__YOUR ASSIGNMENT__
After finding the line that contains "filename src/io/mod.rs", reproduce it and each line below it through the end of the listing, exactly, with nothing added.
....
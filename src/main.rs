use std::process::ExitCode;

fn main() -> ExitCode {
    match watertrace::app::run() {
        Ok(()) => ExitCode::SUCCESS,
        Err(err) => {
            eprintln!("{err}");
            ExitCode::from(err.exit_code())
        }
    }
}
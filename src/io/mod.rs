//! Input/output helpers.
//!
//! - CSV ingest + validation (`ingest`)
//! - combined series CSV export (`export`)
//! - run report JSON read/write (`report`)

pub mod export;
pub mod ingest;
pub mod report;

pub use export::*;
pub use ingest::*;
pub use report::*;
....
__TASK ANSWER__
filename src/io/mod.rs
//! Input/output helpers.
//!
//! - CSV ingest + validation (`ingest`)
//! - combined series CSV export (`export`)
//! - run report JSON read/write (`report`)

pub mod export;
pub mod ingest;
pub mod report;

pub use export::*;
pub use ingest::*;
pub use report::*;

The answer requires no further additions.